Make the Professional Connection
- Give them the Why. Nothing inspires followers like knowing the purpose behind the mission. Simon Sinek lays it out in this TED Talk. There is a stark difference between the leader who says, “Here’s why this is important” and the one who says, “Just get it done.”
- Actually do counseling with them. If there’s a personal activity that military leaders routinely fail at, it’s counseling. When we skip counseling, we’re basically saying, “You’re doing good enough work for me not to yell at you, but I’m too busy to tell you how you’re really doing or tell you how you could improve. So good luck.” Counseling doesn’t have to be a big deal. Just sit down in an informal setting and talk about Strengths, Weaknesses, and the Way Ahead. Consider these articles: Turning Performance Counseling into a Conversation and 12 Tips for Effectively Counseling Your Subordinates.
- Help them prepare for a promotion board. Preparing your file for a promotion board isn’t rocket science, but it does take experience and attention to detail that junior service members might not have. A leader who puts personal time into helping subordinates with their careers will leave a lasting positive impression and prepare those talented subordinates for continued success.
- Ask for input about an area that’s outside their lane. Ask a subordinate team member for advice on a topic that’s above their pay grade, then watch them stand a little taller and willingly connect. Use this technique when drafting an email to your own boss or preparing an important brief. You might find that you get some fresh perspective on your work, too.
- Highlight them in public. Peer recognition is incredibly powerful for committing individuals to the team. Make it a point to recognize hard workers in public, especially when their performance was behind the scenes.

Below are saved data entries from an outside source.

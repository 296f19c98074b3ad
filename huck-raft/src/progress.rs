use std::collections::HashMap;

use uuid::Uuid;

use crate::raft::{LogIndex, MemberId};

/// How many consecutive failures are logged individually before the
/// appender throttles down to every hundredth.
const LOGGED_FAILURES: u64 = 3;

/// Leader-side replication bookkeeping for every other member.
#[derive(Debug, Clone)]
pub struct ReplicationProgress {
    progress: HashMap<MemberId, NodeProgress>,
}

impl ReplicationProgress {
    pub fn new(members: impl IntoIterator<Item = MemberId>, last_index: LogIndex) -> Self {
        let progress = members
            .into_iter()
            .map(|id| (id, NodeProgress::new(id, last_index)))
            .collect();
        ReplicationProgress { progress }
    }

    pub fn get(&self, id: MemberId) -> Option<&NodeProgress> {
        self.progress.get(&id)
    }

    pub fn get_mut(&mut self, id: MemberId) -> Option<&mut NodeProgress> {
        self.progress.get_mut(&id)
    }

    /// Track a member that joined after this leader took over.
    pub fn insert(&mut self, id: MemberId, last_index: LogIndex) {
        self.progress
            .entry(id)
            .or_insert_with(|| NodeProgress::new(id, last_index));
    }

    pub fn remove(&mut self, id: MemberId) {
        self.progress.remove(&id);
    }

    /// Drop members that are no longer part of the configuration.
    pub fn retain(&mut self, keep: impl Fn(MemberId) -> bool) {
        self.progress.retain(|id, _| keep(*id));
    }

    /// The highest index replicated on a majority of `voters`, counting the
    /// leader's own log at `leader_index`. Returns 0 when no quorum exists.
    pub fn committed_index(&self, voters: &[MemberId], leader: MemberId, leader_index: LogIndex) -> LogIndex {
        let mut matched: Vec<LogIndex> = voters
            .iter()
            .map(|id| {
                if *id == leader {
                    leader_index
                } else {
                    self.get(*id).map(|p| p.match_index).unwrap_or(0)
                }
            })
            .collect();
        if matched.is_empty() {
            return 0;
        }
        matched.sort_unstable_by(|a, b| b.cmp(a));
        let quorum = voters.len() / 2 + 1;
        matched[quorum - 1]
    }
}

/// Replication state for a single member.
#[derive(Debug, Clone)]
pub struct NodeProgress {
    pub id: MemberId,
    /// Highest index known to be replicated on the member.
    pub match_index: LogIndex,
    /// Next index the leader will attempt to send.
    pub next_index: LogIndex,
    /// Requests outstanding to this member.
    pub inflight: usize,
    /// Consecutive request failures since the last success.
    pub failures: u64,
    /// Snapshot transfer cursor, set while an install is in progress.
    pub next_snapshot_id: Option<Uuid>,
    pub next_snapshot_index: LogIndex,
    pub next_snapshot_offset: u64,
}

impl NodeProgress {
    pub fn new(id: MemberId, last_index: LogIndex) -> NodeProgress {
        NodeProgress {
            id,
            match_index: 0,
            next_index: last_index + 1,
            inflight: 0,
            failures: 0,
            next_snapshot_id: None,
            next_snapshot_index: 0,
            next_snapshot_offset: 0,
        }
    }

    pub fn is_available(&self) -> bool {
        self.failures == 0
    }

    /// Record a successful append acknowledged through `last_index`.
    pub fn succeed(&mut self, last_index: LogIndex) {
        self.failures = 0;
        if last_index > self.match_index {
            self.match_index = last_index;
        }
        if self.match_index + 1 > self.next_index {
            self.next_index = self.match_index + 1;
        }
    }

    /// Accept the follower-supplied match hint after a log mismatch.
    pub fn hint(&mut self, last_index: LogIndex) {
        self.match_index = last_index;
        self.next_index = last_index + 1;
    }

    /// Record a request failure. Returns true if this failure should be
    /// logged (the first few are, then every hundredth).
    pub fn fail(&mut self) -> bool {
        self.failures += 1;
        self.failures <= LOGGED_FAILURES || self.failures % 100 == 0
    }

    /// Begin (or continue) a snapshot transfer.
    pub fn snapshot_cursor(&mut self, id: Uuid, index: LogIndex) -> u64 {
        if self.next_snapshot_id != Some(id) || self.next_snapshot_index != index {
            self.next_snapshot_id = Some(id);
            self.next_snapshot_index = index;
            self.next_snapshot_offset = 0;
        }
        self.next_snapshot_offset
    }

    pub fn advance_snapshot(&mut self, bytes: u64) {
        self.next_snapshot_offset += bytes;
    }

    /// A failed install restarts from offset zero.
    pub fn reset_snapshot(&mut self) {
        self.next_snapshot_id = None;
        self.next_snapshot_index = 0;
        self.next_snapshot_offset = 0;
    }

    /// The transfer finished; resume appends after the snapshot.
    pub fn finish_snapshot(&mut self) {
        let index = self.next_snapshot_index;
        self.reset_snapshot();
        self.succeed(index);
    }
}

#[cfg(test)]
mod tests {
    use super::*;

    #[test]
    fn success_advances_match_and_next() {
        let mut progress = NodeProgress::new(2, 10);
        assert_eq!(progress.next_index, 11);
        progress.succeed(15);
        assert_eq!(progress.match_index, 15);
        assert_eq!(progress.next_index, 16);
    }

    #[test]
    fn hint_rewinds_next_index() {
        let mut progress = NodeProgress::new(2, 100);
        progress.hint(40);
        assert_eq!(progress.match_index, 40);
        assert_eq!(progress.next_index, 41);
    }

    #[test]
    fn failure_logging_is_throttled() {
        let mut progress = NodeProgress::new(2, 0);
        assert!(progress.fail());
        assert!(progress.fail());
        assert!(progress.fail());
        for _ in 0..96 {
            assert!(!progress.fail());
        }
        // the 100th failure
        assert!(progress.fail());
        progress.succeed(1);
        assert!(progress.is_available());
        assert!(progress.fail());
    }

    #[test]
    fn snapshot_cursor_restarts_for_new_snapshot() {
        let mut progress = NodeProgress::new(2, 0);
        let a = Uuid::new_v4();
        assert_eq!(progress.snapshot_cursor(a, 100), 0);
        progress.advance_snapshot(4096);
        assert_eq!(progress.snapshot_cursor(a, 100), 4096);

        let b = Uuid::new_v4();
        assert_eq!(progress.snapshot_cursor(b, 200), 0);
    }

    #[test]
    fn finished_snapshot_resumes_appends() {
        let mut progress = NodeProgress::new(2, 0);
        progress.snapshot_cursor(Uuid::new_v4(), 100);
        progress.finish_snapshot();
        assert_eq!(progress.match_index, 100);
        assert_eq!(progress.next_index, 101);
        assert!(progress.next_snapshot_id.is_none());
    }

    #[test]
    fn committed_index_is_the_quorum_median() {
        let voters = vec![1, 2, 3];
        let mut progress = ReplicationProgress::new(vec![2, 3], 10);
        progress.get_mut(2).unwrap().succeed(8);
        progress.get_mut(3).unwrap().succeed(4);
        // leader at 10, members at 8 and 4: quorum of 2 has replicated 8
        assert_eq!(progress.committed_index(&voters, 1, 10), 8);
    }

    #[test]
    fn committed_index_with_lagging_majority() {
        let voters = vec![1, 2, 3, 4, 5];
        let progress = ReplicationProgress::new(vec![2, 3, 4, 5], 10);
        // nobody has acked anything yet
        assert_eq!(progress.committed_index(&voters, 1, 10), 0);
    }
}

- Give them unplanned time off…and time off when they really need it. If members of your team went above and beyond, reward them with some time off. And when your people are facing a life struggle, give them space from work to get through it. You can bet that higher-up leaders will take an afternoon off to get the car fixed…so make sure you give the same to the troops.
- Receive them like rock stars, then back off. This one happened to us and we appreciated it immensely. When you get new members to your unit, make a deliberate effort to give them the red carpet treatment. Keep in touch as they move to town. Meet them upon arrival with a gift basket full of the necessities for the first couple days. Follow up to ensure they get signed-in and that there are no administrative hassles you can help fix.Then…and this is important…tell them not to come to work until pictures are hanging on the walls. It’s all too common for units to make their new people feel like the world is going to end if they don’t start work the day after the boxes arrive at the house. Leaders need to realize that the unit will continue marching right along even if this person doesn’t come in for another week. This is the crucial first impression, and an opportunity to show that you care about family. How you treat these new team members will determine how they perform while they’re on your team, and more importantly, whether or not they reenlist to continue service.
Making a difference in your people’s lives doesn’t have to be a complicated process. With a little creativity, leaders can easily find ways to convey gratitude for their team members’ service and sacrifice, as well as that of their family. Make that connection and you will be a leader with lasting influence.
Questions for Leaders
- How have impactful leaders connected with you in the past? Leave a comment below.
- In what ways could you make an extra effort to show your team that you really care, instead of simply demanding work from them?
- What lessons will subordinates take away from their experience with you?